• **Exercise aim**: Look below for the line that contains "if let Some(token)", then copy it and each following line exactly, through and including the line that contains "self.server.validate()?;".

── Material provided ──

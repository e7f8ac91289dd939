//! Gateway callout: the shim that turns an invocation into a verdict, and the
//! gRPC and HTTP transports in front of it.

pub mod grpc;
pub mod http;
pub mod server;
pub mod shim;

pub use grpc::ExternalCalloutServer;
pub use http::configure_routes;
pub use server::CalloutServer;
pub use shim::{
    CalloutInvocation, CalloutOutcome, CalloutShim, Diagnostics, BUILD_TIME, BUILD_TIME_HEADER,
    INVOCATION_COUNT_HEADER,
};
impl Config {
    /// Load .env files in order of precedence
    fn load_env_files() {
        // Determine environment
        let env = std::env::var("CALLOUT_ENV")
            .or_else(|_| std::env::var("ENV"))
            .unwrap_or_else(|_| "development".to_string());

        // Load .env files in order of precedence (each overrides the previous)
        let env_specific_file = format!(".env.{}", env);
        let env_files = vec![
            ".env",                    // Base environment file
            &env_specific_file,        // Environment-specific file
            ".env.local",              // Local overrides (highest precedence)
        ];

        for env_file in env_files {
            match dotenvy::from_filename(env_file) {
                Ok(_) => {
                    tracing::info!("Loaded environment variables from {}", env_file);
                }
                Err(e) if e.not_found() => {
                    tracing::debug!("No {} file found, skipping", env_file);
                }
                Err(e) => {
                    tracing::warn!("Failed to load {}: {}", env_file, e);
                }
            }
        }

        tracing::info!("Environment: {}", env);
    }

    /// Parse configuration from YAML text without touching the environment
    pub fn from_yaml_str(content: &str) -> Result<Self> {
        serde_yaml::from_str(content)
            .map_err(|e| CalloutError::config(format!("Failed to parse config file: {}", e)))
    }

    /// Load configuration from file with environment variables and CLI overrides
    pub fn load<P: AsRef<Path>>(
        path: P,
        host_override: Option<String>,
        http_port_override: Option<u16>,
        grpc_port_override: Option<u16>,
    ) -> Result<Self> {
        // Load .env files in order of precedence: .env → .env.{environment} → .env.local
        Self::load_env_files();

        let mut config = if path.as_ref().exists() {
            let content = std::fs::read_to_string(&path).map_err(|e| {
                CalloutError::config(format!("Failed to read config file: {}", e))
            })?;
            Self::from_yaml_str(&content)?
        } else {
            tracing::warn!("Config file {} not found, using defaults", path.as_ref().display());
            Self::default()
        };

        // Apply environment variable overrides (precedence: .env < file < env < CLI)
        config.apply_environment_overrides()?;

        // Apply CLI overrides (highest precedence)
        if let Some(host) = host_override {
            config.server.host = host;
        }
        if let Some(port) = http_port_override {
            config.server.http_port = port;
        }
        if let Some(port) = grpc_port_override {
            config.server.grpc_port = port;
        }

        config.validate()?;
        Ok(config)
    }

    /// Apply environment variable overrides to configuration
    pub fn apply_environment_overrides(&mut self) -> Result<()> {
        // Server configuration environment variables
        if let Some(host) = non_empty_env("CALLOUT_HOST") {
            self.server.host = host;
        }
        if let Some(port) = parse_env::<u16>("CALLOUT_HTTP_PORT")? {
            self.server.http_port = port;
        }
        if let Some(port) = parse_env::<u16>("CALLOUT_GRPC_PORT")? {
            self.server.grpc_port = port;
        }
        // Cloud Run hands the single exposed port to the container as PORT
        if let Some(port) = parse_env::<u16>("PORT")? {
            self.server.grpc_port = port;
        }

        // Rule source
        if let Some(path) = non_empty_env("RULES_FILE") {
            self.rules.source = RuleSourceConfig::File { path: PathBuf::from(path) };
        }
        if let Some(spreadsheet_id) = non_empty_env("RULES_SPREADSHEET_ID") {
            match &mut self.rules.source {
                RuleSourceConfig::Sheets(sheets) => sheets.spreadsheet_id = spreadsheet_id,
                other => {
                    *other = RuleSourceConfig::Sheets(SheetsSourceConfig {
                        spreadsheet_id,
                        ..SheetsSourceConfig::default()
                    });
                }
            }
        }
        if let RuleSourceConfig::Sheets(sheets) = &mut self.rules.source {
            if let Some(range) = non_empty_env("RULES_RANGE") {
                sheets.range = range;
            }
            if let Some(api_key) = non_empty_env("RULES_API_KEY") {
                sheets.api_key = Some(Secret::new(api_key));
            }
            if let Some(token) = non_empty_env("RULES_ACCESS_TOKEN") {
                sheets.access_token = Some(Secret::new(token));
            }
        }

        // Cache behavior
        if let Some(ttl) = parse_env::<u64>("RULES_CACHE_TTL_SECS")? {
            self.rules.cache_ttl_secs = ttl;
        }
        if let Some(timeout) = parse_env::<u64>("RULES_FETCH_TIMEOUT_SECS")? {
            self.rules.fetch_timeout_secs = timeout;
        }
        if let Some(policy) = non_empty_env("RULES_STALE_POLICY") {
            self.rules.stale_policy = policy.parse()?;
        }

        // Logging configuration
        if let Some(level) = non_empty_env("CALLOUT_LOG_LEVEL") {
            self.logging.level = level;
        }
        if let Some(format) = non_empty_env("CALLOUT_LOG_FORMAT") {
            self.logging.format = format;
        }

        Ok(())
    }

    /// Validate the whole configuration
    pub fn validate(&self) -> Result<()> {
        self.server.validate()?;
        self.rules.validate()?;
        self.callout.validate()?;
        self.logging.validate()?;
        Ok(())
    }
}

───

• **Answer to this problem**:
            if let Some(token) = non_empty_env("RULES_ACCESS_TOKEN") {
                sheets.access_token = Some(Secret::new(token));
            }
        }

        // Cache behavior
        if let Some(ttl) = parse_env::<u64>("RULES_CACHE_TTL_SECS")? {
            self.rules.cache_ttl_secs = ttl;
        }
        if let Some(timeout) = parse_env::<u64>("RULES_FETCH_TIMEOUT_SECS")? {
            self.rules.fetch_timeout_secs = timeout;
        }
        if let Some(policy) = non_empty_env("RULES_STALE_POLICY") {
            self.rules.stale_policy = policy.parse()?;
        }

        // Logging configuration
        if let Some(level) = non_empty_env("CALLOUT_LOG_LEVEL") {
            self.logging.level = level;
        }
        if let Some(format) = non_empty_env("CALLOUT_LOG_FORMAT") {
            self.logging.format = format;
        }

        Ok(())
    }

    /// Validate the whole configuration
    pub fn validate(&self) -> Result<()> {
        self.server.validate()?;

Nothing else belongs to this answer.